WASHINGTON, D.C. - Today, U.S. Senator Martin Heinrich (D-N.M.) voted in support of S. 1086, the Child Care and Development Block Grant Act of 2014, a bipartisan reauthorization bill to help expand access to and improve the quality of child care for children and families. The bill passed the Senate today by a vote of 97 to 1.
"By helping parents, we are helping children. Expanding access to quality, affordable child care is not only a critical component to the economic stability of working parents, but also contributes enormously to improving the long-term education and well-being of New Mexico children." said Sen. Heinrich. "This bipartisan proposal would strengthen investments in child development and ensure children and their families have access to the quality programs they need to succeed."
First passed in 1990, the Child Care and Development Block Grant serves as the primary source of federal funding for child care assistance and helps provides child care services for low-income family members who work, train for work, or attend school. In New Mexico, the grant serves 19,800 children monthly and has provided $39,774,805 in total funds for child care and development.

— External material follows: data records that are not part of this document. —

//! Shared error types for the host agent.
//!
//! Every variant maps onto a numeric code so that failures can cross the
//! wire as `{code, message}` pairs and be rebuilt on the caller side.

use thiserror::Error;

/// JSON-RPC: invalid JSON was received.
pub const PARSE_ERROR: i32 = -32700;
/// JSON-RPC: the payload is not a valid request object.
pub const INVALID_REQUEST: i32 = -32600;
/// JSON-RPC: the method does not exist or is not available.
pub const METHOD_NOT_FOUND: i32 = -32601;
/// JSON-RPC: invalid method parameters.
pub const INVALID_PARAMS: i32 = -32602;
/// JSON-RPC: internal error.
pub const INTERNAL_ERROR: i32 = -32603;
/// Unhandled failure inside a remote handler.
pub const UNHANDLED_EXCEPTION: i32 = -32000;

/// Peer did not answer within its deadline.
pub const UNREACHABLE: i32 = -32010;
/// Caller lacks the capability required by the method.
pub const UNAUTHORIZED: i32 = -32011;
/// The discovery handshake with a central instance failed.
pub const DISCOVERY_FAILED: i32 = -32020;
/// A different central instance already manages this platform.
pub const ALREADY_MANAGED: i32 = -32021;
/// An operation needed a central registration that does not exist.
pub const CANNOT_CONNECT: i32 = -32022;
/// A new peer connection did not become ready in time.
pub const CONNECT_TIMEOUT: i32 = -32023;

/// Top-level error type for the host agent.
#[derive(Error, Debug)]
pub enum PlatformError {
    /// Malformed caller input. Never retried.
    #[error("Invalid params: {0}")]
    InvalidParams(String),

    /// Unknown dispatch target.
    #[error("Method not found: {0}")]
    MethodNotFound(String),

    /// An alias lookup found nothing.
    #[error("Not found: {0}")]
    NotFound(String),

    /// A peer failed to respond within its timeout.
    #[error("Unreachable: {0}")]
    Unreachable(String),

    /// A peer connection did not become ready within the connect timeout.
    #[error("Connection to {address} not ready after {timeout_secs}s")]
    ConnectTimeout {
        /// The address being dialled.
        address: String,
        /// The bound that elapsed.
        timeout_secs: u64,
    },

    /// The caller lacks a capability.
    #[error("Unauthorized: {0}")]
    Unauthorized(String),

    /// The discovery handshake failed.
    #[error("Discovery failed: {0}")]
    Discovery(String),

    /// A different central identity tried to register.
    #[error("Already managed: {0}")]
    AlreadyManaged(String),

    /// A registration-dependent operation ran without a registration.
    #[error("Cannot connect: {0}")]
    CannotConnect(String),

    /// A configuration error occurred.
    #[error("Configuration error: {0}")]
    Config(String),

    /// A serialization/deserialization error occurred.
    #[error("Serialization error: {0}")]
    Serialization(#[from] serde_json::Error),

    /// An I/O error occurred.
    #[error("IO error: {0}")]
    Io(#[from] std::io::Error),

    /// An error reported by a remote handler with a code this side does not
    /// recognise.
    #[error("Remote error {code}: {message}")]
    Remote {
        /// Numeric code carried on the wire.
        code: i32,
        /// Message carried on the wire.
        message: String,
    },

    /// An internal error occurred.
    #[error("Internal error: {0}")]
    Internal(String),
}

impl PlatformError {
    /// The numeric code sent on the wire for this error.
    pub fn code(&self) -> i32 {
        match self {
            Self::InvalidParams(_) => INVALID_PARAMS,
            Self::MethodNotFound(_) | Self::NotFound(_) => METHOD_NOT_FOUND,
            Self::Unreachable(_) => UNREACHABLE,
            Self::ConnectTimeout { .. } => CONNECT_TIMEOUT,
            Self::Unauthorized(_) => UNAUTHORIZED,
            Self::Discovery(_) => DISCOVERY_FAILED,
            Self::AlreadyManaged(_) => ALREADY_MANAGED,
            Self::CannotConnect(_) => CANNOT_CONNECT,
            Self::Serialization(_) => PARSE_ERROR,
            Self::Remote { code, .. } => *code,
            Self::Config(_) | Self::Io(_) | Self::Internal(_) => INTERNAL_ERROR,
        }
    }

    /// Rebuild an error from a `{code, message}` pair received off the wire.
    pub fn from_code(code: i32, message: impl Into<String>) -> Self {
        let message = message.into();
        match code {
            INVALID_PARAMS => Self::InvalidParams(message),
            METHOD_NOT_FOUND => Self::MethodNotFound(message),
            UNREACHABLE | CONNECT_TIMEOUT => Self::Unreachable(message),
            UNAUTHORIZED => Self::Unauthorized(message),
            DISCOVERY_FAILED => Self::Discovery(message),
            ALREADY_MANAGED => Self::AlreadyManaged(message),
            CANNOT_CONNECT => Self::CannotConnect(message),
            INTERNAL_ERROR => Self::Internal(message),
            _ => Self::Remote { code, message },
        }
    }

    /// The message sent on the wire next to [`PlatformError::code`]. Drops
    /// the variant prefix so `from_code(code, detail)` displays the same
    /// text on both sides.
    pub fn detail(&self) -> String {
        match self {
            Self::InvalidParams(m)
            | Self::MethodNotFound(m)
            | Self::NotFound(m)
            | Self::Unreachable(m)
            | Self::Unauthorized(m)
            | Self::Discovery(m)
            | Self::AlreadyManaged(m)
            | Self::CannotConnect(m)
            | Self::Internal(m) => m.clone(),
            Self::Remote { message, .. } => message.clone(),
            other => other.to_string(),
        }
    }

    /// Whether this error means "outcome unknown" rather than a definite
    /// remote failure.
    pub fn is_timeout(&self) -> bool {
        matches!(self, Self::Unreachable(_) | Self::ConnectTimeout { .. })
    }
}

/// Alias for Result with PlatformError.
pub type PlatformResult<T> = Result<T, PlatformError>;
//! Allow-list credential store backed by `{home}/auth.json`.
//!
//! The file holds `{"allow": [{credentials, capabilities}, ...]}`. Entries are
//! keyed by `CURVE:{public key}`; capabilities are only ever added. Other
//! entries, unknown fields and other top-level sections are written back
//! unchanged. A file that does not parse is never overwritten.

use hostagent_types::capability::{curve_credential, AllowEntry, Capability};
use hostagent_types::error::{PlatformError, PlatformResult};
use serde::{Deserialize, Serialize};
use serde_json::{Map, Value};
use std::path::{Path, PathBuf};
use std::sync::Mutex;
use tracing::{debug, info, warn};

/// File name of the allow-list under the agent home.
pub const AUTH_FILE: &str = "auth.json";

/// Durable record of which public keys hold which capabilities.
pub trait CredentialStore: Send + Sync {
    /// Ensure an entry for `public_key` exists and carries `capabilities`.
    /// Idempotent: no duplicate entries or duplicate capabilities.
    fn add_capabilities(&self, public_key: &str, capabilities: &[Capability]) -> PlatformResult<()>;

    /// Capabilities currently granted to `public_key`.
    fn capabilities(&self, public_key: &str) -> Vec<Capability>;
}

#[derive(Debug, Default, Serialize, Deserialize)]
struct AuthDocument {
    #[serde(default)]
    allow: Vec<AllowEntry>,
    /// Other top-level sections are preserved as-is.
    #[serde(flatten)]
    other: Map<String, Value>,
}

/// [`CredentialStore`] over a JSON file. The file is re-read on every
/// operation so that external edits are respected.
#[derive(Debug)]
pub struct AuthFile {
    path: PathBuf,
    lock: Mutex<()>,
}

impl AuthFile {
    pub fn new(path: impl Into<PathBuf>) -> Self {
        Self {
            path: path.into(),
            lock: Mutex::new(()),
        }
    }

    /// The store at `{home}/auth.json`.
    pub fn in_home(home: &Path) -> Self {
        Self::new(home.join(AUTH_FILE))
    }

    pub fn path(&self) -> &Path {
        &self.path
    }

    fn read(&self) -> PlatformResult<AuthDocument> {
        let raw = match std::fs::read_to_string(&self.path) {
            Ok(raw) => raw,
            Err(e) if e.kind() == std::io::ErrorKind::NotFound => {
                return Ok(AuthDocument::default())
            }
            Err(e) => return Err(e.into()),
        };
        serde_json::from_str(&strip_comments(&raw)).map_err(|e| {
            PlatformError::Config(format!("invalid allow-list {}: {e}", self.path.display()))
        })
    }

    fn write(&self, doc: &AuthDocument) -> PlatformResult<()> {
        if let Some(parent) = self.path.parent() {
            std::fs::create_dir_all(parent)?;
        }
        std::fs::write(&self.path, serde_json::to_vec_pretty(doc)?)?;
        Ok(())
    }
}

impl CredentialStore for AuthFile {
    fn add_capabilities(&self, public_key: &str, capabilities: &[Capability]) -> PlatformResult<()> {
        let _guard = self.lock.lock().unwrap_or_else(|e| e.into_inner());
        let credential = curve_credential(public_key);
        let mut doc = self.read()?;

        let index = match doc.allow.iter().position(|e| e.credentials == credential) {
            Some(i) => i,
            None => {
                debug!(credential = %credential, "Appending new credential");
                doc.allow.push(AllowEntry::new(credential.clone()));
                doc.allow.len() - 1
            }
        };
        let entry = &mut doc.allow[index];
        for cap in capabilities {
            entry.capabilities.insert(cap.clone());
        }

        self.write(&doc)?;
        info!(credential = %credential, "Allow-list updated");
        Ok(())
    }

    fn capabilities(&self, public_key: &str) -> Vec<Capability> {
        let _guard = self.lock.lock().unwrap_or_else(|e| e.into_inner());
        let credential = curve_credential(public_key);
        match self.read() {
            Ok(doc) => doc
                .allow
                .iter()
                .find(|e| e.credentials == credential)
                .map(|e| e.capabilities.to_vec())
                .unwrap_or_default(),
            Err(e) => {
                warn!(error = %e, "Allow-list unreadable");
                Vec::new()
            }
        }
    }
}

/// Drop whole-line `#` and `//` comments.
fn strip_comments(raw: &str) -> String {
    raw.lines()
        .filter(|line| {
            let trimmed = line.trim_start();
            !(trimmed.starts_with('#') || trimmed.starts_with("//"))
        })
        .collect::<Vec<_>>()
        .join("\n")
}
//! Host agent wire layer: addressable RPC and pub/sub between peers.
//!
//! ## Architecture
//!
//! - **PeerNode**: TCP listener hosting one identity and routing calls
//!   between the peers connected to it
//! - **TcpConnection**: client side of a node connection
//! - **PeerConnectionCache**: at most one live connection per address
//! - **PeerHandle**: trait through which a node hands calls to its host
//! - **WireMessage**: JSON-framed protocol messages

pub mod cache;
pub mod client;
pub mod handshake;
pub mod message;
pub mod node;
pub mod registry;
pub mod transport;

pub use cache::PeerConnectionCache;
pub use client::{ClientConfig, TcpConnection, TcpTransport};
pub use message::{WireMessage, WireNotification, WireRequest, WireResponse};
pub use node::{NodeConfig, PeerNode};
pub use registry::{PeerEntry, PeerRegistry};
pub use transport::{CallContext, PeerConnection, PeerHandle, RpcTransport, WireError};
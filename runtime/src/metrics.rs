//! Prometheus metrics for observability and monitoring.
//!
//! This module provides metric collection for the runtime components:
//! - Reply correlation (matches, timeouts, orphaned and malformed replies)
//! - Redelivery (attempts, handled failures, exhaustion, rollbacks)
//! - Pipeline execution (completed, failed, rolled back exchanges)
//!
//! # Example
//!
//! ```rust,no_run
//! use courier_runtime::metrics::MetricsServer;
//!
//! # async fn example() -> Result<(), Box<dyn std::error::Error>> {
//! // Metrics available at http://localhost:9090/metrics
//! let mut server = MetricsServer::new("0.0.0.0:9090".parse()?);
//! server.serve()?;
//! # Ok(())
//! # }
//! ```

use metrics::{describe_counter, describe_gauge, describe_histogram};
use metrics_exporter_prometheus::{Matcher, PrometheusBuilder, PrometheusHandle};
use std::net::SocketAddr;
use std::time::Duration;
use thiserror::Error;

// Re-export metrics macros for use in other modules
pub use metrics::{counter, gauge, histogram};

/// Latency buckets (seconds) shared by every `*_seconds` histogram.
const LATENCY_BUCKETS: &[f64] = &[
    0.001, 0.005, 0.01, 0.025, 0.05, 0.1, 0.25, 0.5, 1.0, 2.5, 5.0, 10.0, 30.0,
];

/// Errors from metrics operations.
#[derive(Error, Debug)]
pub enum MetricsError {
    /// The Prometheus exporter rejected its configuration
    #[error("Failed to build metrics exporter: {0}")]
    Build(String),
    /// The HTTP scrape listener could not be installed
    #[error("Failed to install metrics exporter on {addr}: {reason}")]
    Install {
        /// Address the listener was meant to bind
        addr: SocketAddr,
        /// Exporter error
        reason: String,
    },
}

/// Prometheus metrics server.
///
/// [`start`](Self::start) installs a process-wide recorder. Metrics recorded
/// before that are dropped; recording without a server is always allowed.
pub struct MetricsServer {
    addr: SocketAddr,
    handle: Option<PrometheusHandle>,
}

impl MetricsServer {
    /// Create a server that will expose `/metrics` on `addr`.
    #[must_use]
    pub const fn new(addr: SocketAddr) -> Self {
        Self { addr, handle: None }
    }

    /// Describe every Courier metric and install the Prometheus recorder.
    ///
    /// Only one recorder can exist per process. If one is already installed
    /// (several servers in one test binary), this server reuses it and
    /// [`render`](Self::render) returns `None`.
    ///
    /// # Errors
    ///
    /// Returns [`MetricsError::Build`] if the exporter configuration is invalid.
    pub fn start(&mut self) -> Result<(), MetricsError> {
        register_metrics();

        let recorder = PrometheusBuilder::new()
            .set_buckets_for_metric(Matcher::Suffix("_seconds".to_string()), LATENCY_BUCKETS)
            .map_err(|e| MetricsError::Build(e.to_string()))?
            .build_recorder();
        let handle = recorder.handle();

        if metrics::set_global_recorder(recorder).is_ok() {
            tracing::info!(addr = %self.addr, "Metrics recorder installed");
            self.handle = Some(handle);
        } else {
            tracing::warn!(addr = %self.addr, "Metrics recorder already installed, reusing it");
        }
        Ok(())
    }

    /// Install the recorder together with an HTTP listener serving `/metrics`
    /// on the configured address. Must be called from within a Tokio runtime.
    ///
    /// # Errors
    ///
    /// Returns [`MetricsError::Install`] if the listener cannot be installed
    /// (address in use, recorder already installed).
    pub fn serve(&mut self) -> Result<(), MetricsError> {
        register_metrics();

        PrometheusBuilder::new()
            .with_http_listener(self.addr)
            .set_buckets_for_metric(Matcher::Suffix("_seconds".to_string()), LATENCY_BUCKETS)
            .map_err(|e| MetricsError::Build(e.to_string()))?
            .install()
            .map_err(|e| MetricsError::Install {
                addr: self.addr,
                reason: e.to_string(),
            })?;

        tracing::info!(addr = %self.addr, "Metrics available at http://{}/metrics", self.addr);
        Ok(())
    }

    /// Handle to the installed recorder, if this server installed it.
    #[must_use]
    pub const fn handle(&self) -> Option<&PrometheusHandle> {
        self.handle.as_ref()
    }

    /// Current metrics in Prometheus text format.
    #[must_use]
    pub fn render(&self) -> Option<String> {
        self.handle.as_ref().map(PrometheusHandle::render)
    }
}

/// Register all metric descriptions.
fn register_metrics() {
    // Correlation Metrics
    describe_gauge!(
        "courier_pending_requests",
        "Number of requests awaiting a reply"
    );
    describe_counter!(
        "courier_replies_matched_total",
        "Total number of replies matched to an outstanding request"
    );
    describe_counter!(
        "courier_replies_timed_out_total",
        "Total number of requests finalised by the timeout sweep"
    );
    describe_counter!(
        "courier_replies_early_total",
        "Total number of replies that arrived before their request was registered"
    );
    describe_counter!(
        "courier_replies_orphaned_total",
        "Total number of replies dropped because no request matched"
    );
    describe_counter!(
        "courier_replies_malformed_total",
        "Total number of replies dropped because they had no correlation id"
    );
    describe_histogram!(
        "courier_reply_latency_seconds",
        "Time between registering a request and resolving it"
    );

    // Redelivery Metrics
    describe_counter!(
        "courier_redeliveries_total",
        "Total number of redelivery attempts"
    );
    describe_counter!(
        "courier_failures_handled_total",
        "Total number of failures converted to a normal outcome"
    );
    describe_counter!(
        "courier_redelivery_exhausted_total",
        "Total number of failures propagated after redelivery was exhausted"
    );
    describe_counter!(
        "courier_rollbacks_total",
        "Total number of rollback outcomes"
    );

    // Pipeline Metrics
    describe_counter!(
        "courier_exchanges_completed_total",
        "Total number of exchanges that completed"
    );
    describe_counter!(
        "courier_exchanges_failed_total",
        "Total number of exchanges that ended with a failure"
    );
    describe_counter!(
        "courier_exchanges_rolled_back_total",
        "Total number of exchanges that ended rolled back"
    );
    describe_histogram!(
        "courier_exchange_duration_seconds",
        "Time taken to run an exchange through a pipeline"
    );
}

/// Reply correlation metrics recorder.
pub struct CorrelationMetrics;

impl CorrelationMetrics {
    /// Record the number of outstanding requests.
    pub fn record_pending(count: usize) {
        // Intentional cast for metrics - f64 represents all practical registry sizes exactly
        #[allow(clippy::cast_precision_loss)]
        let pending = count as f64;
        gauge!("courier_pending_requests").set(pending);
    }

    /// Record a matched reply.
    pub fn record_match(latency: Duration) {
        counter!("courier_replies_matched_total").increment(1);
        histogram!("courier_reply_latency_seconds").record(latency.as_secs_f64());
    }

    /// Record a request finalised by the sweep.
    pub fn record_timeout() {
        counter!("courier_replies_timed_out_total").increment(1);
    }

    /// Record a reply that arrived before its registration.
    pub fn record_early_reply() {
        counter!("courier_replies_early_total").increment(1);
    }

    /// Record a dropped reply with no matching request.
    pub fn record_orphan() {
        counter!("courier_replies_orphaned_total").increment(1);
    }

    /// Record a dropped reply without correlation id.
    pub fn record_malformed() {
        counter!("courier_replies_malformed_total").increment(1);
    }
}

/// Redelivery metrics recorder.
pub struct RedeliveryMetrics;

impl RedeliveryMetrics {
    /// Record a redelivery attempt.
    pub fn record_attempt() {
        counter!("courier_redeliveries_total").increment(1);
    }

    /// Record a handled failure.
    pub fn record_handled() {
        counter!("courier_failures_handled_total").increment(1);
    }

    /// Record exhausted redelivery.
    pub fn record_exhausted() {
        counter!("courier_redelivery_exhausted_total").increment(1);
    }

    /// Record a rollback.
    pub fn record_rollback() {
        counter!("courier_rollbacks_total").increment(1);
    }
}

/// Pipeline metrics recorder.
pub struct PipelineMetrics;

impl PipelineMetrics {
    /// Record a completed exchange.
    pub fn record_completed(duration: Duration) {
        counter!("courier_exchanges_completed_total").increment(1);
        histogram!("courier_exchange_duration_seconds").record(duration.as_secs_f64());
    }

    /// Record a failed exchange.
    pub fn record_failed(duration: Duration) {
        counter!("courier_exchanges_failed_total").increment(1);
        histogram!("courier_exchange_duration_seconds").record(duration.as_secs_f64());
    }

    /// Record a rolled back exchange.
    pub fn record_rolled_back(duration: Duration) {
        counter!("courier_exchanges_rolled_back_total").increment(1);
        histogram!("courier_exchange_duration_seconds").record(duration.as_secs_f64());
    }
}
//! Correlation registry: outstanding requests keyed by correlation id.
//!
//! The registry is the only structure mutated concurrently by several actors:
//! callers registering requests, transport listeners resolving replies, and the
//! sweeper finalising expired entries. All three remove entries through
//! [`DashMap`]'s atomic removal, so an entry is consumed exactly once: by a
//! matching reply, by the sweep, or by shutdown, never by two of them.
//!
//! # Early replies
//!
//! A reply may arrive before its request is registered under the id the reply
//! carries (the provisional-to-assigned switch happens after the send returns).
//! [`CorrelationRegistry::wait_for_registration`] parks the listener on a
//! per-id [`Notify`] that registration and rekeying signal, bounded by a
//! timeout, instead of re-polling the map.

use crate::metrics::CorrelationMetrics;
use chrono::{DateTime, Utc};
use courier_core::{Continuation, Exchange, Message};
use dashmap::DashMap;
use std::sync::Arc;
use std::time::{Duration, Instant};
use tokio::sync::Notify;

/// An outstanding request.
#[derive(Debug)]
pub struct PendingEntry {
    /// Id the entry is currently registered under
    pub correlation_id: String,
    /// Id the request was first registered under, if it was rekeyed
    pub original_correlation_id: Option<String>,
    /// When the request was registered
    pub created_at: DateTime<Utc>,
    /// When the sweep may finalise the entry
    pub deadline: Instant,
    /// Requested timeout
    pub timeout: Duration,
    /// The exchange awaiting resolution
    pub exchange: Exchange,
    /// Continuation resuming the suspended step
    pub continuation: Continuation,
}

impl PendingEntry {
    fn into_holder(self, reply: Option<Message>, timed_out: bool) -> ReplyHolder {
        ReplyHolder {
            correlation_id: self.correlation_id,
            original_correlation_id: self.original_correlation_id,
            timed_out,
            reply,
            request_timeout: self.timeout,
            created_at: self.created_at,
            exchange: self.exchange,
            continuation: self.continuation,
        }
    }
}

/// A matched or timed-out request, ready to be handed back to its step.
#[derive(Debug)]
pub struct ReplyHolder {
    /// Id the entry was resolved under
    pub correlation_id: String,
    /// Pre-substitution id to restore on the reply, if the request was rekeyed
    pub original_correlation_id: Option<String>,
    /// Whether the deadline passed without a reply
    pub timed_out: bool,
    /// The reply message (`None` on timeout)
    pub reply: Option<Message>,
    /// Timeout the request was registered with
    pub request_timeout: Duration,
    /// When the request was registered
    pub created_at: DateTime<Utc>,
    /// The exchange awaiting resolution
    pub exchange: Exchange,
    /// Continuation to notify
    pub continuation: Continuation,
}

/// Returned by [`CorrelationRegistry::register`].
#[derive(Debug, Clone, PartialEq, Eq)]
pub struct CorrelationHandle {
    /// Id the request is registered under
    pub correlation_id: String,
    /// When the sweep may finalise the request
    pub deadline: Instant,
}

/// Concurrent registry of outstanding requests.
#[derive(Debug, Default)]
pub struct CorrelationRegistry {
    entries: DashMap<String, PendingEntry>,
    waiters: DashMap<String, Arc<Notify>>,
}

impl CorrelationRegistry {
    /// Create an empty registry.
    #[must_use]
    pub fn new() -> Self {
        Self::default()
    }

    /// Register an outstanding request.
    ///
    /// Registering an id that is still live replaces the previous entry; that
    /// entry's continuation is dropped, so its suspension resolves with
    /// `ExchangeError::Superseded`. This is tolerated but logged as a caller error.
    pub fn register(
        &self,
        correlation_id: impl Into<String>,
        exchange: Exchange,
        continuation: Continuation,
        timeout: Duration,
    ) -> CorrelationHandle {
        let correlation_id = correlation_id.into();
        let deadline = Instant::now() + timeout;
        let entry = PendingEntry {
            correlation_id: correlation_id.clone(),
            original_correlation_id: None,
            created_at: Utc::now(),
            deadline,
            timeout,
            exchange,
            continuation,
        };

        if let Some(previous) = self.entries.insert(correlation_id.clone(), entry) {
            tracing::warn!(
                correlation_id = %correlation_id,
                exchange_id = %previous.exchange.id(),
                "Correlation id registered twice, replacing the previous request"
            );
        }
        self.notify_registered(&correlation_id);
        CorrelationMetrics::record_pending(self.entries.len());

        tracing::trace!(correlation_id = %correlation_id, ?timeout, "Registered request");
        CorrelationHandle {
            correlation_id,
            deadline,
        }
    }

    /// Move an entry from its provisional id to the transport-assigned id.
    ///
    /// The provisional id is remembered as the original id unless the entry was
    /// already rekeyed. Returns `false` if no entry is registered under
    /// `provisional` (it was already resolved or swept).
    pub fn rekey(&self, provisional: &str, assigned: &str) -> bool {
        if provisional == assigned {
            return self.entries.contains_key(provisional);
        }
        let Some((_, mut entry)) = self.entries.remove(provisional) else {
            tracing::debug!(
                provisional,
                assigned,
                "No entry to rekey, request already finalised"
            );
            return false;
        };

        entry
            .original_correlation_id
            .get_or_insert_with(|| provisional.to_string());
        entry.correlation_id = assigned.to_string();
        if let Some(previous) = self.entries.insert(assigned.to_string(), entry) {
            tracing::warn!(
                correlation_id = %assigned,
                exchange_id = %previous.exchange.id(),
                "Assigned correlation id already registered, replacing the previous request"
            );
        }
        self.notify_registered(assigned);

        tracing::trace!(provisional, assigned, "Rekeyed request");
        true
    }

    /// Resolve a reply: atomically remove the entry registered under `correlation_id`.
    ///
    /// `Ok` means the reply matched; the entry can no longer be swept.
    ///
    /// # Errors
    ///
    /// Hands the reply back unchanged if no entry is registered under
    /// `correlation_id`.
    pub fn resolve(&self, correlation_id: &str, reply: Message) -> Result<ReplyHolder, Message> {
        let Some((_, entry)) = self.entries.remove(correlation_id) else {
            return Err(reply);
        };
        CorrelationMetrics::record_pending(self.entries.len());
        Ok(entry.into_holder(Some(reply), false))
    }

    /// Remove the entry registered under `correlation_id` without a reply.
    pub fn remove(&self, correlation_id: &str) -> Option<ReplyHolder> {
        let (_, entry) = self.entries.remove(correlation_id)?;
        CorrelationMetrics::record_pending(self.entries.len());
        Some(entry.into_holder(None, false))
    }

    /// Remove and return every entry whose deadline is at or before `now`.
    pub fn sweep(&self, now: Instant) -> Vec<ReplyHolder> {
        let expired: Vec<String> = self
            .entries
            .iter()
            .filter(|entry| entry.deadline <= now)
            .map(|entry| entry.key().clone())
            .collect();

        let holders: Vec<ReplyHolder> = expired
            .into_iter()
            .filter_map(|id| self.entries.remove_if(&id, |_, entry| entry.deadline <= now))
            .map(|(_, entry)| entry.into_holder(None, true))
            .collect();

        if !holders.is_empty() {
            CorrelationMetrics::record_pending(self.entries.len());
            tracing::debug!(count = holders.len(), "Swept timed out requests");
        }
        holders
    }

    /// Remove and return every entry, regardless of deadline.
    pub fn drain(&self) -> Vec<ReplyHolder> {
        let ids: Vec<String> = self.entries.iter().map(|entry| entry.key().clone()).collect();
        let holders: Vec<ReplyHolder> = ids
            .into_iter()
            .filter_map(|id| self.entries.remove(&id))
            .map(|(_, entry)| entry.into_holder(None, false))
            .collect();
        CorrelationMetrics::record_pending(self.entries.len());
        holders
    }

    /// Wait until `correlation_id` is registered, for at most `max_wait`.
    ///
    /// Returns whether it is registered when the wait ends.
    pub async fn wait_for_registration(&self, correlation_id: &str, max_wait: Duration) -> bool {
        let notify = Arc::clone(
            self.waiters
                .entry(correlation_id.to_string())
                .or_insert_with(|| Arc::new(Notify::new()))
                .value(),
        );
        let deadline = tokio::time::Instant::now() + max_wait;

        let registered = loop {
            let notified = notify.notified();
            tokio::pin!(notified);
            notified.as_mut().enable();

            if self.entries.contains_key(correlation_id) {
                break true;
            }
            if tokio::time::timeout_at(deadline, notified).await.is_err() {
                break self.entries.contains_key(correlation_id);
            }
        };

        drop(notify);
        self.waiters
            .remove_if(correlation_id, |_, waiter| Arc::strong_count(waiter) == 1);
        registered
    }

    /// Whether an entry is registered under `correlation_id`.
    #[must_use]
    pub fn contains(&self, correlation_id: &str) -> bool {
        self.entries.contains_key(correlation_id)
    }

    /// Number of outstanding requests.
    #[must_use]
    pub fn len(&self) -> usize {
        self.entries.len()
    }

    /// Whether no request is outstanding.
    #[must_use]
    pub fn is_empty(&self) -> bool {
        self.entries.is_empty()
    }

    fn notify_registered(&self, correlation_id: &str) {
        if let Some(waiter) = self.waiters.get(correlation_id) {
            waiter.notify_waiters();
        }
    }
}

The Child Care and Development Block Grant Act of 2014 would specifically:
- Reauthorize the Child Care and Development Block Grant of 1990 through FY2019;
- Improve program quality by requiring states to phase in higher levels of quality set aside funding to 10% by 2018;
- Strengthen coordination with Early Learning Advisory Councils who develop high-quality, comprehensive systems of early childhood education and care;
- Expand eligibility by taking into account the needs of families, including a parent's irregular work schedule and giving parents ample opportunity to prove eligibility;
- Ensure children are in safe environments that support their physical emotional and cognitive development by providing health and safety training for childcare providers; and
- Provide support of low-income and at-risk children and families by prioritizing quality care for children from low-income families in areas of concentrated poverty or unemployment.